_Task description_. Scan the entries that follow and give only the number of lines containing "KeyValues".

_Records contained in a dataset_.
+ + + +

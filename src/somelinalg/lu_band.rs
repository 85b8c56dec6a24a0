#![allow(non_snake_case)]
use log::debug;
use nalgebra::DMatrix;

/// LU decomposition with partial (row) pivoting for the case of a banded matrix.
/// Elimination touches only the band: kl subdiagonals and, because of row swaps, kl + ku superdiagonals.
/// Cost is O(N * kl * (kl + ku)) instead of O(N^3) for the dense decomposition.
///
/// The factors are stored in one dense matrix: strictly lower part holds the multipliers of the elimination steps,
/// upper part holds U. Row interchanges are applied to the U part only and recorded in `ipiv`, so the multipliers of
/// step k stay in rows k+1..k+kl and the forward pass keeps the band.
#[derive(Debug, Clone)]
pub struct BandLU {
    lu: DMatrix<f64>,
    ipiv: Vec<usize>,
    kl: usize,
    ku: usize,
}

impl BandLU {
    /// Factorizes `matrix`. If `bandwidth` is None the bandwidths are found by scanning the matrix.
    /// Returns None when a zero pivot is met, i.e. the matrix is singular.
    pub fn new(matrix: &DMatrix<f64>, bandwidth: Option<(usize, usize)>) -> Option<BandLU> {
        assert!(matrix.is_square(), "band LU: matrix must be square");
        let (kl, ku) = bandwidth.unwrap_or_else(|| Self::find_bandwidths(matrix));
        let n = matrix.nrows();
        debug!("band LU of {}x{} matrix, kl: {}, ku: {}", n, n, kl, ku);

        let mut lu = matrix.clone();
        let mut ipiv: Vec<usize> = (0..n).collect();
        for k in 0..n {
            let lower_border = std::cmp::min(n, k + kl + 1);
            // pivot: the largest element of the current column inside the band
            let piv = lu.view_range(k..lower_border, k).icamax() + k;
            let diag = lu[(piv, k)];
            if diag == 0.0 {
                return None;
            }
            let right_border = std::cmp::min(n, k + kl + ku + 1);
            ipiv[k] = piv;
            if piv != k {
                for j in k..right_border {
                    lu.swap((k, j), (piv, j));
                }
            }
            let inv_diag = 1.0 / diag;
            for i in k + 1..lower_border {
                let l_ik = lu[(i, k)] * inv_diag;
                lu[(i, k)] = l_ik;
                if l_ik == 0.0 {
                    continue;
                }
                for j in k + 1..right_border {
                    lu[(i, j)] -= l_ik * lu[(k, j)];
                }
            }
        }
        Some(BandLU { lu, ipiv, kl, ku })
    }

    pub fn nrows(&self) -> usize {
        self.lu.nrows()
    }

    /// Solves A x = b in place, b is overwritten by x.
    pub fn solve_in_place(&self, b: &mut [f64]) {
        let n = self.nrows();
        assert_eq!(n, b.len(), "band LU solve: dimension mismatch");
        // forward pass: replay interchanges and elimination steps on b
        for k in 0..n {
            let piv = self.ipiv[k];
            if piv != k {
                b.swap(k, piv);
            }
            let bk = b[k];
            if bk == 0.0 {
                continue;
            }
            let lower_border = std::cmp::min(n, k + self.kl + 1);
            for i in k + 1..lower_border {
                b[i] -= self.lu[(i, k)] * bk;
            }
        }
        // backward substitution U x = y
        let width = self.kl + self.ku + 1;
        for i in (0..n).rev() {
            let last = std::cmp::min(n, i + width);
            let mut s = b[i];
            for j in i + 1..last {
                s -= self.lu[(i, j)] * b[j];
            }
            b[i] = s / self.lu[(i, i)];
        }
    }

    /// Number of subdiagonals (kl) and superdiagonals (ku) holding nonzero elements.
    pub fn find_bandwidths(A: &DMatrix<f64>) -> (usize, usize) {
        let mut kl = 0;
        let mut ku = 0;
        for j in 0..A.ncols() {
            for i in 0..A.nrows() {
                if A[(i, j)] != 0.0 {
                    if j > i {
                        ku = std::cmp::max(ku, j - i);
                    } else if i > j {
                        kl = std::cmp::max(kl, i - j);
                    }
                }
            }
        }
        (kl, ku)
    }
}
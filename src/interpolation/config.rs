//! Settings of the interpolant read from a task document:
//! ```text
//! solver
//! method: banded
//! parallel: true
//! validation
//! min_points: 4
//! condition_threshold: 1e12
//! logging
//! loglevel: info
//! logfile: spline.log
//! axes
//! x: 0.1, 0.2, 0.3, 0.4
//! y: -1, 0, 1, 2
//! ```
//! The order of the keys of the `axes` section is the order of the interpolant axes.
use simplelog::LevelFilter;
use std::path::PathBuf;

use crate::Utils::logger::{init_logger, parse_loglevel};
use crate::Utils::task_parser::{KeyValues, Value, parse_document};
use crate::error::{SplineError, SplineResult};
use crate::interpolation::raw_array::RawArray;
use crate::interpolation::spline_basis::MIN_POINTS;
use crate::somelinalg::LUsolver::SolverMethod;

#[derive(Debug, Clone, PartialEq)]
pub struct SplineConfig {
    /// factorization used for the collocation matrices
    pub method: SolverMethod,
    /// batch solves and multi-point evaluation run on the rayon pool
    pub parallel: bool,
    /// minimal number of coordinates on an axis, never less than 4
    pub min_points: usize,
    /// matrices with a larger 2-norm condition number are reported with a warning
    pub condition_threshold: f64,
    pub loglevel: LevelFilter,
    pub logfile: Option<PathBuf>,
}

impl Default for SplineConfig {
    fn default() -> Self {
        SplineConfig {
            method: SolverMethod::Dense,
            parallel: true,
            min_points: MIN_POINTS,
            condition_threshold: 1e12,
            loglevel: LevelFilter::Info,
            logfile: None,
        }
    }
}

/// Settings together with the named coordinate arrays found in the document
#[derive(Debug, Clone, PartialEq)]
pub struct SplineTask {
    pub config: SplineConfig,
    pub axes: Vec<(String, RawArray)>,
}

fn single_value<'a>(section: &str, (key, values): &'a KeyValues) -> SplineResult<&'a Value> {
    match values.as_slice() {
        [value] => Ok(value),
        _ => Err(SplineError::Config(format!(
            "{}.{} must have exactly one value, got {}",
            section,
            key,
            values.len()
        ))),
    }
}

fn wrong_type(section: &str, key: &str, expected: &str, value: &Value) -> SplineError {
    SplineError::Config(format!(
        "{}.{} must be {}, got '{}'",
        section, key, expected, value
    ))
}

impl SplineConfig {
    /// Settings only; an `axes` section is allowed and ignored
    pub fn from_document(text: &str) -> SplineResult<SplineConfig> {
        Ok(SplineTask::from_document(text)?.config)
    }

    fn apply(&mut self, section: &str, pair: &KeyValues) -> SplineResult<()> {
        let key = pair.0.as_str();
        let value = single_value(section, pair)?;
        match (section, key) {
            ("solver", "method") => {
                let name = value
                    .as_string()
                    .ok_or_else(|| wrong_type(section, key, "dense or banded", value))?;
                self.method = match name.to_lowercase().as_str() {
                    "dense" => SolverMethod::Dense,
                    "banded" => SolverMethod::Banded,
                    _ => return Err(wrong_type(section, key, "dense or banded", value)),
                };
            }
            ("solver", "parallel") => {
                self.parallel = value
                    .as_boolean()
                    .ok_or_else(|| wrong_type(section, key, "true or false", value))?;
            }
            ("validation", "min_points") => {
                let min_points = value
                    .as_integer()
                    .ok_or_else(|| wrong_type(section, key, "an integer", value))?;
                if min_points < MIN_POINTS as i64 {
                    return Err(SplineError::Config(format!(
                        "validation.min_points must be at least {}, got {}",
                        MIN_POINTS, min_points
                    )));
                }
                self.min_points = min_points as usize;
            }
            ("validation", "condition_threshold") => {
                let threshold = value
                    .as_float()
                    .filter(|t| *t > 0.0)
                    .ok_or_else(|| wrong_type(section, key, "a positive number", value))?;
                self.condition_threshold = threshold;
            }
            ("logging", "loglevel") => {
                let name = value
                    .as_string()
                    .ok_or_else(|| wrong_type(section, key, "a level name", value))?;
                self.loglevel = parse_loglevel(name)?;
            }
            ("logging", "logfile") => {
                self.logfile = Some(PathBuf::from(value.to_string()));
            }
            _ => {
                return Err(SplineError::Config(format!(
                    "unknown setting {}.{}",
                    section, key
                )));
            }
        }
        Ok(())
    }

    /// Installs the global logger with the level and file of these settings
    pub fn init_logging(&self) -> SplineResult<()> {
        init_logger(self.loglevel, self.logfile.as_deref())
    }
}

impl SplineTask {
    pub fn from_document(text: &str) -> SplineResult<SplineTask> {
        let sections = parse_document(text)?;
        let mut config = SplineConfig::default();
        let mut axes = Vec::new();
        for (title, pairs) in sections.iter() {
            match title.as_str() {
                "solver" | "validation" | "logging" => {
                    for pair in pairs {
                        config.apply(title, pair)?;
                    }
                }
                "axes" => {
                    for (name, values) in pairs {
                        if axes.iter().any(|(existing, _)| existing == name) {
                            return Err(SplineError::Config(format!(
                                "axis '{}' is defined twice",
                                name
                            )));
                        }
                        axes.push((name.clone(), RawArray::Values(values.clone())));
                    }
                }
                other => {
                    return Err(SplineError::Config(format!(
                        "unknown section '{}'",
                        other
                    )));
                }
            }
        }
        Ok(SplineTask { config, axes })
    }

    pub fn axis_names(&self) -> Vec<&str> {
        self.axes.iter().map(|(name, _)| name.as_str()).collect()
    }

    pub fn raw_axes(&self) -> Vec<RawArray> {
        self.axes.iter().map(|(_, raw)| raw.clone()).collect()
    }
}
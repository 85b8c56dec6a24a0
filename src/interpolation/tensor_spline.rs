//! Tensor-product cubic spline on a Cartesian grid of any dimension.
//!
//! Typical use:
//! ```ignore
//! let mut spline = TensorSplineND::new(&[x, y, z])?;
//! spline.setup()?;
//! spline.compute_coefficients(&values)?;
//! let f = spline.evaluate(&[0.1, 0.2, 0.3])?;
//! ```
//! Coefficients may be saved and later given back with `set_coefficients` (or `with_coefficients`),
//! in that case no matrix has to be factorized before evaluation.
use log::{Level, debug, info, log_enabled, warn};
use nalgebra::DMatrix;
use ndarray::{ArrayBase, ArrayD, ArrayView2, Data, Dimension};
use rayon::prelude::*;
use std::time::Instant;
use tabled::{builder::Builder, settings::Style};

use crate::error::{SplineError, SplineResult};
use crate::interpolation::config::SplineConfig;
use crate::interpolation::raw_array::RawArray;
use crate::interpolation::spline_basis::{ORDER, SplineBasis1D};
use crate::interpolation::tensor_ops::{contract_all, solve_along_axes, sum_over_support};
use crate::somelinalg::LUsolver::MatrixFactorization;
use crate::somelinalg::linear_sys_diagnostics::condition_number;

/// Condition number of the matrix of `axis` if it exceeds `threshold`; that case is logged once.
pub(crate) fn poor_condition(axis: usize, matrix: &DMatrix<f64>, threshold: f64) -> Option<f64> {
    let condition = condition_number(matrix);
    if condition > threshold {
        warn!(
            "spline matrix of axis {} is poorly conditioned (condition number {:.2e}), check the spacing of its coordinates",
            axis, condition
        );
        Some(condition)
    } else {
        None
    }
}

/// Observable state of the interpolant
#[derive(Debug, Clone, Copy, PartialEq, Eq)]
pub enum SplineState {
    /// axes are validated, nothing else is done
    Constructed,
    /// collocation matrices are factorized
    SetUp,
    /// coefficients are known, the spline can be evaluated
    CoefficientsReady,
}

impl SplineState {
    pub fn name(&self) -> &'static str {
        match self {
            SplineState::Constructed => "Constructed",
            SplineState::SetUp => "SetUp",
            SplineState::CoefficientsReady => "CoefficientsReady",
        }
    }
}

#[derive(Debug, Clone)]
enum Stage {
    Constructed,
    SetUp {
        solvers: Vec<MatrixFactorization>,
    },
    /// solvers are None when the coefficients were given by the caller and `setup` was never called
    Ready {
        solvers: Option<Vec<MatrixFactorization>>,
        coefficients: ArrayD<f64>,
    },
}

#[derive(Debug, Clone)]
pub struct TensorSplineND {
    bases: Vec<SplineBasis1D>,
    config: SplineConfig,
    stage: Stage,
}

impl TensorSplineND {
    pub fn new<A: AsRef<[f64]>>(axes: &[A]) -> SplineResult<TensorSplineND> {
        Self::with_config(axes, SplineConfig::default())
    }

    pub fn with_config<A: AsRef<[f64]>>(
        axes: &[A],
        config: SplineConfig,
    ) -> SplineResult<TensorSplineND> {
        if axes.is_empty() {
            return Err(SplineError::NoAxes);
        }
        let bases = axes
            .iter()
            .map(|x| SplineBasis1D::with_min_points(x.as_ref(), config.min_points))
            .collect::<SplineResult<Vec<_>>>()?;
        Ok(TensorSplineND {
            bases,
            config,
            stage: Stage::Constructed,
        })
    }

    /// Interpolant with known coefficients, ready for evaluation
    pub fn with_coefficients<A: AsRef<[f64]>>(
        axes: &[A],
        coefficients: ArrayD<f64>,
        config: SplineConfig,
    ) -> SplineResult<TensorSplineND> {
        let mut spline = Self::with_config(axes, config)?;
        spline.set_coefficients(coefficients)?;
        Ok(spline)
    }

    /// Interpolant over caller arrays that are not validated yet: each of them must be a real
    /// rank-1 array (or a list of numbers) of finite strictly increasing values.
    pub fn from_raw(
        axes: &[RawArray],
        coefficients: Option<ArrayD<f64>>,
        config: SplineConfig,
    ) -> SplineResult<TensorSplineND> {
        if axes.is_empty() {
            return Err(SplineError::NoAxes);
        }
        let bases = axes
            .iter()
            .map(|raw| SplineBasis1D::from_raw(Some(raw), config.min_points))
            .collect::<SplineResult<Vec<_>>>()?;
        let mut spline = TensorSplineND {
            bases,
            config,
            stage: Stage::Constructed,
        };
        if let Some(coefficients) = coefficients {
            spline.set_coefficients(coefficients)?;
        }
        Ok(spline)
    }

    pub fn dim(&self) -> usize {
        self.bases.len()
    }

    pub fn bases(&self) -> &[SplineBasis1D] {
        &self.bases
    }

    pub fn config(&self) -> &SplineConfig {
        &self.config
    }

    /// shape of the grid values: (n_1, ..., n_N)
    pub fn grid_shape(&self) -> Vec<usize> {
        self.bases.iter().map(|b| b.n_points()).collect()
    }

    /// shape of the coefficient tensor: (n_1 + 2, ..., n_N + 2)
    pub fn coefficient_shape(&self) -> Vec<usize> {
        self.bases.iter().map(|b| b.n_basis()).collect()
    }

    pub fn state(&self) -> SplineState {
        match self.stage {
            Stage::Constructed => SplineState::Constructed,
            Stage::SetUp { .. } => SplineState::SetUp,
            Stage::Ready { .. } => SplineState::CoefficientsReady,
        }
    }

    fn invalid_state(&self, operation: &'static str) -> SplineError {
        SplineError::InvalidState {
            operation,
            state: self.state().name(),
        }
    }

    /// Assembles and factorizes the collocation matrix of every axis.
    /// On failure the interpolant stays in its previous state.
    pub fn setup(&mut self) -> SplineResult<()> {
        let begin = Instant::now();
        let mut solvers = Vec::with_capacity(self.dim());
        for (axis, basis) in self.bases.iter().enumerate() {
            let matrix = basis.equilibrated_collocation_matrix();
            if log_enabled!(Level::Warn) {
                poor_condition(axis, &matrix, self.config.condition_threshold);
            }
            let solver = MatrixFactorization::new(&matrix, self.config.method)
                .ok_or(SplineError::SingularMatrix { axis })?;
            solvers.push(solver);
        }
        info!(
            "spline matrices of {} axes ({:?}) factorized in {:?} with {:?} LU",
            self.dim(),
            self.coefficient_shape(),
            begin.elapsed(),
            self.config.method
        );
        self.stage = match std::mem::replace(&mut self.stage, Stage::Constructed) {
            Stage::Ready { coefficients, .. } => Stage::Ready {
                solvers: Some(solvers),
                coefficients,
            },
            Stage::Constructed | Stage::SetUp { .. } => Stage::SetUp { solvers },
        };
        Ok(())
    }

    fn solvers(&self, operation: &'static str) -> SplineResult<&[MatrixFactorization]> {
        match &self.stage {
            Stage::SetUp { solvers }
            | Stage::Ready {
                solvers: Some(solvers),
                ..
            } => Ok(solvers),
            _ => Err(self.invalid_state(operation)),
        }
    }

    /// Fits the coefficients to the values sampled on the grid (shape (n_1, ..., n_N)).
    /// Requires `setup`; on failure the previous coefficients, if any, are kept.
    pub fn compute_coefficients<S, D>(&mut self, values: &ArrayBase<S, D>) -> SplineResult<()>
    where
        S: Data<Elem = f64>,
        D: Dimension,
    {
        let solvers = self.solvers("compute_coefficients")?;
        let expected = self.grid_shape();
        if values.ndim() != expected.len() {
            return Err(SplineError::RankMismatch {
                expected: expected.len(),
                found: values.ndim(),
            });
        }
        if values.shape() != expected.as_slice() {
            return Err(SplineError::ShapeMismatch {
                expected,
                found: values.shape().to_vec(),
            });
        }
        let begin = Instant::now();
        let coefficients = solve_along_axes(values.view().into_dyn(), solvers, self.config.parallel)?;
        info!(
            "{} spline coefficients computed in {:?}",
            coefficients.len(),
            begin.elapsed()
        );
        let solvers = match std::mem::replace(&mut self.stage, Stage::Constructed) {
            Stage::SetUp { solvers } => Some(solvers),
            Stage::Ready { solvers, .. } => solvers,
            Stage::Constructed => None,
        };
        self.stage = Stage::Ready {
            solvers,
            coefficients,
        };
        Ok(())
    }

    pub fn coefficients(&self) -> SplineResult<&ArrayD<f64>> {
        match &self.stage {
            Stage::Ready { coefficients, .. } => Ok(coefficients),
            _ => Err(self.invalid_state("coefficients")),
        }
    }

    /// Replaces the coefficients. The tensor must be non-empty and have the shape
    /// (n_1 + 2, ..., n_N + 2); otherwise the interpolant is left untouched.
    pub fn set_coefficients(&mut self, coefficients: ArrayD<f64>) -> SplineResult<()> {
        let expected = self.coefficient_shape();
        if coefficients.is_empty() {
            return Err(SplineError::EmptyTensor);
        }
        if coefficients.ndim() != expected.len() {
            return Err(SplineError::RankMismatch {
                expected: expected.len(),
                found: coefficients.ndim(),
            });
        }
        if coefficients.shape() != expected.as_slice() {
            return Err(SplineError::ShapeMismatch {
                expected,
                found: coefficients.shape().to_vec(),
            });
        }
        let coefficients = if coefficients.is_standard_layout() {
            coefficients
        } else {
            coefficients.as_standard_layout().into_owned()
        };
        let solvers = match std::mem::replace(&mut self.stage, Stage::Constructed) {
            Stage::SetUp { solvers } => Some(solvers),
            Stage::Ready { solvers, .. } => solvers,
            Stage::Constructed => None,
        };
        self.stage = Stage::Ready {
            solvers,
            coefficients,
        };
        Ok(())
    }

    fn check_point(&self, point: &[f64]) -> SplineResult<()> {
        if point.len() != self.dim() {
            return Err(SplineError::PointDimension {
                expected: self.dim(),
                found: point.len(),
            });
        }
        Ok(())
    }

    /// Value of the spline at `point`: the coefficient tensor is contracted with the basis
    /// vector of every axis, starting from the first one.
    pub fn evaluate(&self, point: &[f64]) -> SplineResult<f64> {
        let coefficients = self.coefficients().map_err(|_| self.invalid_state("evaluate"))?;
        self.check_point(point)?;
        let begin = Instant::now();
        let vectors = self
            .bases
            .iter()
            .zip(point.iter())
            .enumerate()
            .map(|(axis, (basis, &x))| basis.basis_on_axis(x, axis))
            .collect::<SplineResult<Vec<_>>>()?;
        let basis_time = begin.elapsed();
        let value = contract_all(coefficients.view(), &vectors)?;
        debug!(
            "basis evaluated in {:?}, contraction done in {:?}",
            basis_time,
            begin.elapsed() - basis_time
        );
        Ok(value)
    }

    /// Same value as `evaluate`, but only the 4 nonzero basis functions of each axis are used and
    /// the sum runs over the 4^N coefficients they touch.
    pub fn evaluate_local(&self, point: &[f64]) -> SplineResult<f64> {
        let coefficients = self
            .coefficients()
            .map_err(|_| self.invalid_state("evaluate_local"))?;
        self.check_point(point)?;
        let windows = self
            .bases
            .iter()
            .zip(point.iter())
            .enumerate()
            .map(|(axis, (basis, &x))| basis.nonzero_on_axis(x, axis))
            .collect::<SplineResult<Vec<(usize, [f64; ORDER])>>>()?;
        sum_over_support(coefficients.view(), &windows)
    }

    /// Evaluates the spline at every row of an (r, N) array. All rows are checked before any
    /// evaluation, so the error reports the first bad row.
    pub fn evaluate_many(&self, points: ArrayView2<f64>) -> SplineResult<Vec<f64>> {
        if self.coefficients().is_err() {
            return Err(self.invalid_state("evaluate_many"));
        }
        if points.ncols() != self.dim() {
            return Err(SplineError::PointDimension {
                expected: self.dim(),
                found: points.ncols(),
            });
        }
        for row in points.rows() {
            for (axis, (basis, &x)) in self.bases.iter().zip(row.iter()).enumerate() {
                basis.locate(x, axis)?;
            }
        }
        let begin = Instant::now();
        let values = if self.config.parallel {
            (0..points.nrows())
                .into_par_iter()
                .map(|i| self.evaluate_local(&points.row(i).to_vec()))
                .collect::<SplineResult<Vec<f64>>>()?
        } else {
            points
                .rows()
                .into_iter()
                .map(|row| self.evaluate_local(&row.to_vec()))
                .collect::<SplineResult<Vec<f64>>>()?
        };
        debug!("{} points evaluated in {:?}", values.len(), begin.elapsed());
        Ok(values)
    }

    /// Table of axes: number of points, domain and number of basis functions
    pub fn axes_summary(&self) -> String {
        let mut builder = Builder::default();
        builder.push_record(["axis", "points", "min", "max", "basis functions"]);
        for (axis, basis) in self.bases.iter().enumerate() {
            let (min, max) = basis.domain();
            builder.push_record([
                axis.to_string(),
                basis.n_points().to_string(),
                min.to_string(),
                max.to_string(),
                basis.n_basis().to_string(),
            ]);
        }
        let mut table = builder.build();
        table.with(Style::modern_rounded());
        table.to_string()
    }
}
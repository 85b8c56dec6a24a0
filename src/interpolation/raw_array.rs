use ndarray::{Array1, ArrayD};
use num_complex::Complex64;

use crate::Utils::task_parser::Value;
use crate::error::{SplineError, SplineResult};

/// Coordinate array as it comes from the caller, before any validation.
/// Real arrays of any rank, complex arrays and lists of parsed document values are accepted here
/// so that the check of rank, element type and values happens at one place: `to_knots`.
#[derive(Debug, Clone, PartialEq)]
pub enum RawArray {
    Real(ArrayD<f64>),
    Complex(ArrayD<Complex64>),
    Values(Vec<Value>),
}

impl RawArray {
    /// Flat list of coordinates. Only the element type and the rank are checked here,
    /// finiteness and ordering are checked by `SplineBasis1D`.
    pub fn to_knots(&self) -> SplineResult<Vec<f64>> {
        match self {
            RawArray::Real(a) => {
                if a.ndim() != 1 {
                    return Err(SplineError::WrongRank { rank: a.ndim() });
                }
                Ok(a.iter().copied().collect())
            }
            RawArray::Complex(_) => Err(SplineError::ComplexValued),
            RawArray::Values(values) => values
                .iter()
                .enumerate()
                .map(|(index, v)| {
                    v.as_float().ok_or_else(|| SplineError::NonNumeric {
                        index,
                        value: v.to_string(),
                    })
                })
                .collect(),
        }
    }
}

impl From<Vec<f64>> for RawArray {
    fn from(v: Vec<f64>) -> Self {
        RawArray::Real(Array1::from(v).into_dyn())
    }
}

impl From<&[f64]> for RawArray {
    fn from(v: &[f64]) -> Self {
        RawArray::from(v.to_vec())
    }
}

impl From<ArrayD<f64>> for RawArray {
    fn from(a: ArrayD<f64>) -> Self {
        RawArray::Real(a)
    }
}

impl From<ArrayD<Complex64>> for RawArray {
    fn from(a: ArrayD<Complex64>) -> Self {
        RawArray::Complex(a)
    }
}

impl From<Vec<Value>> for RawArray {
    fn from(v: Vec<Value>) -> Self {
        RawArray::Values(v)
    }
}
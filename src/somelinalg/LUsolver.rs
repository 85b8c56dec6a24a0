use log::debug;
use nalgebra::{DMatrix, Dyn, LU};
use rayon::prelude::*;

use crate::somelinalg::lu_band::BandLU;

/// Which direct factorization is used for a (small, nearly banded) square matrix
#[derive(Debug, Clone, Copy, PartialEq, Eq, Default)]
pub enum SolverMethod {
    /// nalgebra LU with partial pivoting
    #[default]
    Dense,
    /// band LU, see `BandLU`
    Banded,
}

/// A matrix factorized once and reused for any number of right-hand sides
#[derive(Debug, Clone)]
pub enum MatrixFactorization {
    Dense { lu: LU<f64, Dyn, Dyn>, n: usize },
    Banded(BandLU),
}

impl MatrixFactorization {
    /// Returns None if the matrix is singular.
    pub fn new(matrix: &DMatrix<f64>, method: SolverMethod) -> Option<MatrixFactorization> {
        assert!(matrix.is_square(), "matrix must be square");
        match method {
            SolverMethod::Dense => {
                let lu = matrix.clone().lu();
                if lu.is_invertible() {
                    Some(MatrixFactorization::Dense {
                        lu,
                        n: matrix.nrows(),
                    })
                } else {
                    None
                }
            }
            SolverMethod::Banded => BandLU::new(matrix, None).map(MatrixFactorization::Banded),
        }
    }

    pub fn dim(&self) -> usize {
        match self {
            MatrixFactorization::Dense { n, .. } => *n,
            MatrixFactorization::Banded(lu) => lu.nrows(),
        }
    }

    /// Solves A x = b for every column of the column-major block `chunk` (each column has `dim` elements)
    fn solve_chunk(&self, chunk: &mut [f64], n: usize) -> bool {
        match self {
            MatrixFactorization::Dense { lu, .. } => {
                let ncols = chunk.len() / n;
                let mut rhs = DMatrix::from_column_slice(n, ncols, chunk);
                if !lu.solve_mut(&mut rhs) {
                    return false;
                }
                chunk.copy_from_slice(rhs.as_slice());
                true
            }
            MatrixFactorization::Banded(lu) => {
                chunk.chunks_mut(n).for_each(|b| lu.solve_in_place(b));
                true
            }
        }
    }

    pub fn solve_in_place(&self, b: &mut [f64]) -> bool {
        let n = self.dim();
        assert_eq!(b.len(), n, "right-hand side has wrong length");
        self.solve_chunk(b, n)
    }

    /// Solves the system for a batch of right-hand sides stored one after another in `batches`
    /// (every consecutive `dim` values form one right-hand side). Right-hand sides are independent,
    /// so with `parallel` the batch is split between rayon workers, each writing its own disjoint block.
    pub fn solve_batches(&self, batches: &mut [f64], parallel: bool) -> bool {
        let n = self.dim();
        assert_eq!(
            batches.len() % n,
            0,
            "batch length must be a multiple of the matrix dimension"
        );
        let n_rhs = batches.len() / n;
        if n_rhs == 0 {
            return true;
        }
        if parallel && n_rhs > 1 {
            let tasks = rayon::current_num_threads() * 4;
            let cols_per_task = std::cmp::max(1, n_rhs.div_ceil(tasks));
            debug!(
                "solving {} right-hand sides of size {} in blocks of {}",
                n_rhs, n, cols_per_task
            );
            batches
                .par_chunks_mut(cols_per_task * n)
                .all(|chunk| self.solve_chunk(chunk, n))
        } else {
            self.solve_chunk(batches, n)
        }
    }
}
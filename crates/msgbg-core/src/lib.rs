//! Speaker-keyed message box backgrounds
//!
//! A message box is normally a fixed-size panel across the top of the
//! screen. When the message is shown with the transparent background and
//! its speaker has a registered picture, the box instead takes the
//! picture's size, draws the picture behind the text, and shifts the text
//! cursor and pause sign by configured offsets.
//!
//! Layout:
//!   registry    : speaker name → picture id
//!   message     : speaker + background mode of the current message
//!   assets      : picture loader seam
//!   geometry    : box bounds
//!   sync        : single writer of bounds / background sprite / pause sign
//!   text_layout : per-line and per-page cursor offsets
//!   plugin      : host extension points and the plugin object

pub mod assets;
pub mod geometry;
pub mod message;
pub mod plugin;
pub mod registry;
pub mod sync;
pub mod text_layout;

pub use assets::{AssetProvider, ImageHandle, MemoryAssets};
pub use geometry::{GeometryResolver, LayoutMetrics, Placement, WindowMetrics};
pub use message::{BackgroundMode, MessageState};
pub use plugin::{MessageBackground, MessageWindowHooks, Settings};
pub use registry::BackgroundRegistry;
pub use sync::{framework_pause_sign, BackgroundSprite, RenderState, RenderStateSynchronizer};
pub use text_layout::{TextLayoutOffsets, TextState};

+ + + +

_Written solution_. 3